The answer must be one number: how many lines in the records below contain the string "MockTransport".

• _EXERCISE DATA_:
<<<<
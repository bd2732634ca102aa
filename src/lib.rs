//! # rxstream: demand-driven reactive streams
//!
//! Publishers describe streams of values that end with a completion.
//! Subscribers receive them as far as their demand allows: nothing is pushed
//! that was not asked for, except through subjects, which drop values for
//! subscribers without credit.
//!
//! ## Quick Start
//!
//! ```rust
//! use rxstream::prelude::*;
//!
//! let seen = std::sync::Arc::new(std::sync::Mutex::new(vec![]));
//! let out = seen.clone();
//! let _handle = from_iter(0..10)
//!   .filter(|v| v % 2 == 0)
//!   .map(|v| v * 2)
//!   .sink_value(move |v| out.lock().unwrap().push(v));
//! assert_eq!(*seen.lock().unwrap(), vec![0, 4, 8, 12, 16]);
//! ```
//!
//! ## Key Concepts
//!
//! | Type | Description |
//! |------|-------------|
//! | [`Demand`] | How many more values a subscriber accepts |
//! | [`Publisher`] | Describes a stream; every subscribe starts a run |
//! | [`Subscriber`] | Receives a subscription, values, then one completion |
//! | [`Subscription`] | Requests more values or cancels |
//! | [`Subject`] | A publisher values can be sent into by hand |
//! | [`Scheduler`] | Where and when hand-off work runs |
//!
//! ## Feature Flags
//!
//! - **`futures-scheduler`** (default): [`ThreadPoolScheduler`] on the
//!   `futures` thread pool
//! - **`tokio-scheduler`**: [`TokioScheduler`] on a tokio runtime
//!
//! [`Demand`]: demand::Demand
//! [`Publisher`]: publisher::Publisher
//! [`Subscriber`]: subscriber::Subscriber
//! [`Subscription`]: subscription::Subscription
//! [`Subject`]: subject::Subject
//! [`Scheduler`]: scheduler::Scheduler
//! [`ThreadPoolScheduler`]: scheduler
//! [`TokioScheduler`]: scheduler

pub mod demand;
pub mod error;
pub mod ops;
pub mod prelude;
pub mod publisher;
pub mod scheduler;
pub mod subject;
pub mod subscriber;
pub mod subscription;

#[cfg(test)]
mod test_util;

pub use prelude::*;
>>>>
<<<<
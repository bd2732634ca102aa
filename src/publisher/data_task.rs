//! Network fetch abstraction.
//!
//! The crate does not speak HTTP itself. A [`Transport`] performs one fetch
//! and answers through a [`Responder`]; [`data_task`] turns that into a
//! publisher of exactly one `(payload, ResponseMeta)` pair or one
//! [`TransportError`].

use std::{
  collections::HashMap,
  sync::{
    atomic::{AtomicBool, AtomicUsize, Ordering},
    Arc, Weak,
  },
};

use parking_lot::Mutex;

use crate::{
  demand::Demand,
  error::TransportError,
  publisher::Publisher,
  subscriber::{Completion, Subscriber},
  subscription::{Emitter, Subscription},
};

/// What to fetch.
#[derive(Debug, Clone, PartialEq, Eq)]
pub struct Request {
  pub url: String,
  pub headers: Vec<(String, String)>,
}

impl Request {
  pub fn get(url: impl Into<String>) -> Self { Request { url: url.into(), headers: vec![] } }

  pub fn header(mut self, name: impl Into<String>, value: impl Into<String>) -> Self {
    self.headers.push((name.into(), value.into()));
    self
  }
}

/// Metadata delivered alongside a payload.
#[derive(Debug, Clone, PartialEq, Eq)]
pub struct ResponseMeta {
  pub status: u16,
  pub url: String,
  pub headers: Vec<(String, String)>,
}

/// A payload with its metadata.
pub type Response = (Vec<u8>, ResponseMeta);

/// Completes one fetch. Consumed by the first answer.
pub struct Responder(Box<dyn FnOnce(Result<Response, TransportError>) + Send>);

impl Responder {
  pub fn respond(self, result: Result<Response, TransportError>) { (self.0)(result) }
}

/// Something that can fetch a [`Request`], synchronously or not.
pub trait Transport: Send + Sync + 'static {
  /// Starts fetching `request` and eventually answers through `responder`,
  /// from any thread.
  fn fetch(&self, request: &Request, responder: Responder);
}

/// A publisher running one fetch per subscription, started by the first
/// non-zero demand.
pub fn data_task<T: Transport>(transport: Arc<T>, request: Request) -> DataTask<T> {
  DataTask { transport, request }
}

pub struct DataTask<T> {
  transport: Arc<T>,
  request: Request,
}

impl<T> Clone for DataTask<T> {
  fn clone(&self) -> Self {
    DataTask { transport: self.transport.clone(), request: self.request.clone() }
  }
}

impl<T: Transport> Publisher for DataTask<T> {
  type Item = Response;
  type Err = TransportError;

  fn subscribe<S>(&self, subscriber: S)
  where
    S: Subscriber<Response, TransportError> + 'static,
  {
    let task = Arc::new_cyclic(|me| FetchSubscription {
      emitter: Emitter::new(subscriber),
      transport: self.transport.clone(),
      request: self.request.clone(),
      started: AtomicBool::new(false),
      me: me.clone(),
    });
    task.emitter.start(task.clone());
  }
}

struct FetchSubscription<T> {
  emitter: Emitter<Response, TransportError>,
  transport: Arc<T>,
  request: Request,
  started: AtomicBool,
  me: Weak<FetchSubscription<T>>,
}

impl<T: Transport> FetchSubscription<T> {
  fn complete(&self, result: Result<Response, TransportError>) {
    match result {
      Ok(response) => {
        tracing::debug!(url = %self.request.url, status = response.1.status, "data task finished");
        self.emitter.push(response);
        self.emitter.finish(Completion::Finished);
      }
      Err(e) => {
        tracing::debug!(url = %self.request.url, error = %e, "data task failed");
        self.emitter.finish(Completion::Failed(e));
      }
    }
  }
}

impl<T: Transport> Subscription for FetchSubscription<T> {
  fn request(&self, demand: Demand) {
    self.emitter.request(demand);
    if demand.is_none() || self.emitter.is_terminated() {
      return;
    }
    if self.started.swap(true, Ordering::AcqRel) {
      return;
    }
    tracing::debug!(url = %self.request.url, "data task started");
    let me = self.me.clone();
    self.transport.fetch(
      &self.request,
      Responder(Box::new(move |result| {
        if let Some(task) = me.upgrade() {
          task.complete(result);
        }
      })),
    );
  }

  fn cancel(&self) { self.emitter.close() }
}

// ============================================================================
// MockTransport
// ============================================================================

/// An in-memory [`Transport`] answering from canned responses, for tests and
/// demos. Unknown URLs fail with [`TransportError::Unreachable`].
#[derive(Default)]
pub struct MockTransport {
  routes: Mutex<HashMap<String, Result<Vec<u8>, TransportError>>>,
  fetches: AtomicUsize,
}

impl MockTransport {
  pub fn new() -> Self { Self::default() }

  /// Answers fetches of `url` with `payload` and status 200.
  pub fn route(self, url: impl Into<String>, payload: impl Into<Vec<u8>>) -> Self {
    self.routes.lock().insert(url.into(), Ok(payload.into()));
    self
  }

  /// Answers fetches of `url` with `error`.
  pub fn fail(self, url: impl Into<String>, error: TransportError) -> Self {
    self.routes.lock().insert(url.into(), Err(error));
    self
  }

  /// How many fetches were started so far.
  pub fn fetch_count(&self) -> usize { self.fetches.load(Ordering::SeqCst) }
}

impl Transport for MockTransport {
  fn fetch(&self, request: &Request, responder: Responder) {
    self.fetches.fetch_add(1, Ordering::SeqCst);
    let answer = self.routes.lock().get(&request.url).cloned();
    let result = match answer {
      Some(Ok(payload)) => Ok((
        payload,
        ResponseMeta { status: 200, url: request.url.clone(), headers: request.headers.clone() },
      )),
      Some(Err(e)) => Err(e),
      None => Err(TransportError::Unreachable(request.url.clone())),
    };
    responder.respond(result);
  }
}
>>>>
• _RESULT FOR THIS TASK_:
4